Via Minor League Baseball

“Who is next?” continues to provide updates on Marlins prospects whose big league promotions may be on the horizon. Particularly for a fanbase in a rebuild, these monthly articles provide a glimpse of where the hope for the future lies.

Prospects are divided into three groups, each including one pitcher and one position player—and several honorable mentions—who fit the following descriptions:

Almost here—Prospects who fans can comfortably anticipate seeing at Marlins Park within this season.

More time needed—Prospects who have a chance at getting a call-up within the campaign, but are more likely to be 2020 promotions.

Past the horizon—Prospects who are unlikely to get promoted this year, but remain worth monitoring due to performance or roster variables.


Almost Here

An “honorable mention” in last month’s article, Harold Ramírez was recently called up and is showing early signs of belonging. Who makes the cut this month?

SP Zac Gallen (8 GS, 54.1 IP, 1.16 ERA, 64 K, 9 BB, and 0.55 WHIP)

We begin with a repeat selection, as Gallen has continued his elite level of performance in the Marlins farm system and deserves the praise. Posting those numbers in the notoriously hitter-friendly Pacific Coast League is simply unbelievable. The only things keeping Gallen away are the health of the Marlins starting staff and a currently full 40-man roster.

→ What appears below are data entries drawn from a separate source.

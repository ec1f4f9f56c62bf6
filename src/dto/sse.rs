use serde::Serialize;
use utoipa::ToSchema;

use crate::dto::{
    leaderboard::LeaderboardEntry, player::TournamentPlayerSummary, score::ScoreSummary,
    tournament::TournamentSummary,
};

#[derive(Clone, Debug)]
/// Dispatched payload carried across SSE channels.
pub struct ServerEvent {
    pub event: Option<String>,
    pub data: String,
}

impl ServerEvent {
    /// Build an event from an already serialised data field.
    pub fn new(event: Option<String>, data: String) -> Self {
        Self { event, data }
    }

    /// Convenience wrapper that serialises `payload` into the SSE data field.
    pub fn json<E, T>(event: E, payload: &T) -> serde_json::Result<Self>
    where
        E: Into<Option<String>>,
        T: Serialize,
    {
        Ok(Self {
            event: event.into(),
            data: serde_json::to_string(payload)?,
        })
    }
}

#[derive(Debug, Serialize, ToSchema)]
/// Broadcast after a score row was stored.
pub struct ScoreSubmittedEvent {
    pub score: ScoreSummary,
}

#[derive(Debug, Serialize, ToSchema)]
/// Full leaderboard of the room, sent on connect and after every change.
pub struct LeaderboardEvent {
    pub tournament_code: String,
    pub entries: Vec<LeaderboardEntry>,
}

#[derive(Debug, Serialize, ToSchema)]
/// Broadcast when a player joins the room.
pub struct PlayerRegisteredEvent {
    pub player: TournamentPlayerSummary,
}

#[derive(Debug, Serialize, ToSchema)]
/// Broadcast when a director edits a player or toggles DNF.
pub struct PlayerUpdatedEvent {
    pub player: TournamentPlayerSummary,
}

#[derive(Debug, Serialize, ToSchema)]
#[serde(transparent)]
/// Broadcast whenever the room is renamed, started or closed.
pub struct TournamentStatusEvent(pub TournamentSummary);
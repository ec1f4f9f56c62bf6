//! Player registration into a room and director edits of registered players.

use std::sync::Arc;

use tracing::info;

use crate::{
    dao::{
        models::{NewTournamentPlayer, TournamentEntity, TournamentPlayerEntity},
        tournament_store::TournamentStore,
    },
    dto::player::{
        RegisterPlayerRequest, SetDnfRequest, TournamentPlayerSummary, UpdatePlayerRequest,
    },
    error::ServiceError,
    services::{sse_events, tournament_service},
    state::{SharedState, lifecycle::TournamentPhase},
};

fn ensure_open(tournament: &TournamentEntity) -> Result<(), ServiceError> {
    if TournamentPhase::of(tournament).accepts_play() {
        Ok(())
    } else {
        Err(ServiceError::InvalidState(format!(
            "tournament {} is closed",
            tournament.code
        )))
    }
}

fn normalize_group(group: Option<String>) -> Option<String> {
    group
        .map(|value| value.trim().to_owned())
        .filter(|value| !value.is_empty())
}

/// Add a player to a room that is not closed yet.
pub async fn register_player(
    state: &SharedState,
    code: &str,
    request: RegisterPlayerRequest,
) -> Result<TournamentPlayerSummary, ServiceError> {
    let (store, tournament) = tournament_service::load_room(state, code).await?;
    ensure_open(&tournament)?;

    if let Some(universal_player_id) = request.universal_player_id {
        if store
            .find_universal_player(universal_player_id)
            .await?
            .is_none()
        {
            return Err(ServiceError::NotFound(format!(
                "directory player {universal_player_id} not found"
            )));
        }
    }

    let player = store
        .create_tournament_player(NewTournamentPlayer {
            tournament_id: tournament.id,
            name: request.name.trim().to_owned(),
            group: normalize_group(request.group),
            universal_player_id: request.universal_player_id,
        })
        .await?;
    info!(code = %tournament.code, player_id = player.id, "player registered");

    let summary = TournamentPlayerSummary::from(&player);
    sse_events::broadcast_player_registered(state, &tournament.code, summary.clone());
    sse_events::refresh_leaderboard(state, &store, &tournament).await;
    Ok(summary)
}

/// Players registered in a room, in registration order.
pub async fn list_players(
    state: &SharedState,
    code: &str,
) -> Result<Vec<TournamentPlayerSummary>, ServiceError> {
    let (store, tournament) = tournament_service::load_room(state, code).await?;
    let players = store.list_tournament_players(tournament.id).await?;
    Ok(players.iter().map(TournamentPlayerSummary::from).collect())
}

/// Director edit of a player's name or group.
pub async fn update_player(
    state: &SharedState,
    code: &str,
    pin: Option<&str>,
    player_id: i64,
    request: UpdatePlayerRequest,
) -> Result<TournamentPlayerSummary, ServiceError> {
    let (store, tournament) = tournament_service::load_authorized(state, code, pin).await?;
    let mut player = find_room_player(&store, &tournament, player_id).await?;

    if let Some(name) = request.name {
        player.name = name.trim().to_owned();
    }
    if let Some(group) = request.group {
        player.group = normalize_group(group);
    }
    save_and_broadcast(state, &store, &tournament, player).await
}

/// Director toggle of the did-not-finish flag.
pub async fn set_did_not_finish(
    state: &SharedState,
    code: &str,
    pin: Option<&str>,
    player_id: i64,
    request: SetDnfRequest,
) -> Result<TournamentPlayerSummary, ServiceError> {
    let (store, tournament) = tournament_service::load_authorized(state, code, pin).await?;
    let mut player = find_room_player(&store, &tournament, player_id).await?;
    player.did_not_finish = request.did_not_finish;
    info!(
        code = %tournament.code,
        player_id,
        did_not_finish = request.did_not_finish,
        "player DNF flag changed"
    );
    save_and_broadcast(state, &store, &tournament, player).await
}

/// Look a player up and make sure it belongs to the room.
pub(crate) async fn find_room_player(
    store: &Arc<dyn TournamentStore>,
    tournament: &TournamentEntity,
    player_id: i64,
) -> Result<TournamentPlayerEntity, ServiceError> {
    match store.find_tournament_player(player_id).await? {
        Some(player) if player.tournament_id == tournament.id => Ok(player),
        _ => Err(ServiceError::NotFound(format!(
            "player {player_id} not found in tournament {}",
            tournament.code
        ))),
    }
}

async fn save_and_broadcast(
    state: &SharedState,
    store: &Arc<dyn TournamentStore>,
    tournament: &TournamentEntity,
    player: TournamentPlayerEntity,
) -> Result<TournamentPlayerSummary, ServiceError> {
    store.save_tournament_player(player.clone()).await?;
    let summary = TournamentPlayerSummary::from(&player);
    sse_events::broadcast_player_updated(state, &tournament.code, summary.clone());
    sse_events::refresh_leaderboard(state, store, tournament).await;
    Ok(summary)
}

#[cfg(test)]
mod tests {
    use super::*;
    use crate::{
        config::AppConfig,
        dao::tournament_store::{faulty::FaultyTournamentStore, memory::MemoryTournamentStore},
        dto::tournament::CreateTournamentRequest,
        state::AppState,
    };

    async fn room() -> SharedState {
        let state = AppState::new(AppConfig::default());
        state
            .set_store(Arc::new(MemoryTournamentStore::new()))
            .await;
        tournament_service::create_tournament(
            &state,
            CreateTournamentRequest {
                name: "Pier mini golf".into(),
                director_pin: "1357".into(),
                code: Some("PIER1".into()),
            },
        )
        .await
        .unwrap();
        state
    }

    fn register(name: &str) -> RegisterPlayerRequest {
        RegisterPlayerRequest {
            name: name.into(),
            group: Some("  ".into()),
            universal_player_id: None,
        }
    }

    #[tokio::test]
    async fn registration_trims_name_and_drops_blank_group() {
        let state = room().await;
        let player = register_player(&state, "pier1", register("  Ada "))
            .await
            .unwrap();
        assert_eq!(player.name, "Ada");
        assert_eq!(player.group, None);
        assert_eq!(list_players(&state, "PIER1").await.unwrap().len(), 1);
    }

    #[tokio::test]
    async fn unknown_directory_link_is_rejected() {
        let state = room().await;
        let mut request = register("Bob");
        request.universal_player_id = Some(404);
        assert!(matches!(
            register_player(&state, "PIER1", request).await,
            Err(ServiceError::NotFound(_))
        ));
    }

    #[tokio::test]
    async fn closed_room_rejects_registration() {
        let state = room().await;
        tournament_service::close_tournament(&state, "PIER1", Some("1357"))
            .await
            .unwrap();
        assert!(matches!(
            register_player(&state, "PIER1", register("Late")).await,
            Err(ServiceError::InvalidState(_))
        ));
    }

    #[tokio::test]
    async fn director_can_flag_dnf_and_clear_group() {
        let state = room().await;
        let mut request = register("Cleo");
        request.group = Some("Blue".into());
        let player = register_player(&state, "PIER1", request).await.unwrap();
        assert_eq!(player.group.as_deref(), Some("Blue"));

        let updated = update_player(
            &state,
            "PIER1",
            Some("1357"),
            player.id,
            UpdatePlayerRequest {
                name: None,
                group: Some(None),
            },
        )
        .await
        .unwrap();
        assert_eq!(updated.group, None);

        let flagged = set_did_not_finish(
            &state,
            "PIER1",
            Some("1357"),
            player.id,
            SetDnfRequest {
                did_not_finish: true,
            },
        )
        .await
        .unwrap();
        assert!(flagged.did_not_finish);

        assert!(matches!(
            set_did_not_finish(
                &state,
                "PIER1",
                None,
                player.id,
                SetDnfRequest {
                    did_not_finish: false
                },
            )
            .await,
            Err(ServiceError::Unauthorized(_))
        ));
    }

    #[tokio::test]
    async fn registration_survives_a_failed_leaderboard_refresh() {
        let store = FaultyTournamentStore::new();
        let state = AppState::new(AppConfig::default());
        state.set_store(Arc::new(store.clone())).await;
        tournament_service::create_tournament(
            &state,
            CreateTournamentRequest {
                name: "Pier mini golf".into(),
                director_pin: "1357".into(),
                code: Some("PIER2".into()),
            },
        )
        .await
        .unwrap();
        let _receiver = state.rooms().subscribe("PIER2");

        store.fail("list_tournament_players");
        let player = register_player(&state, "PIER2", register("Dora"))
            .await
            .unwrap();
        assert_eq!(player.name, "Dora");

        store.heal();
        assert_eq!(list_players(&state, "PIER2").await.unwrap().len(), 1);
    }
}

Look for Gallen to be the first man up when needed.

OF Monte Harrison (.295/.376/.482, 6 HR, 12 XBH, 16 SB, 30.9 K%, and 10.0 BB%)

Harrison’s start to his 2019 campaign is exactly what many fans and scouts were hopeful of following his offseason adjustments at the plate. Aside from a sub-par strikeout rate, Harrison has become one of the more complete hitters in the minor leagues. He has shown impressive power, an incredible ability to barrel the baseball, electric baserunning, an above-average walk rate, and has continued playing elite defense in CF.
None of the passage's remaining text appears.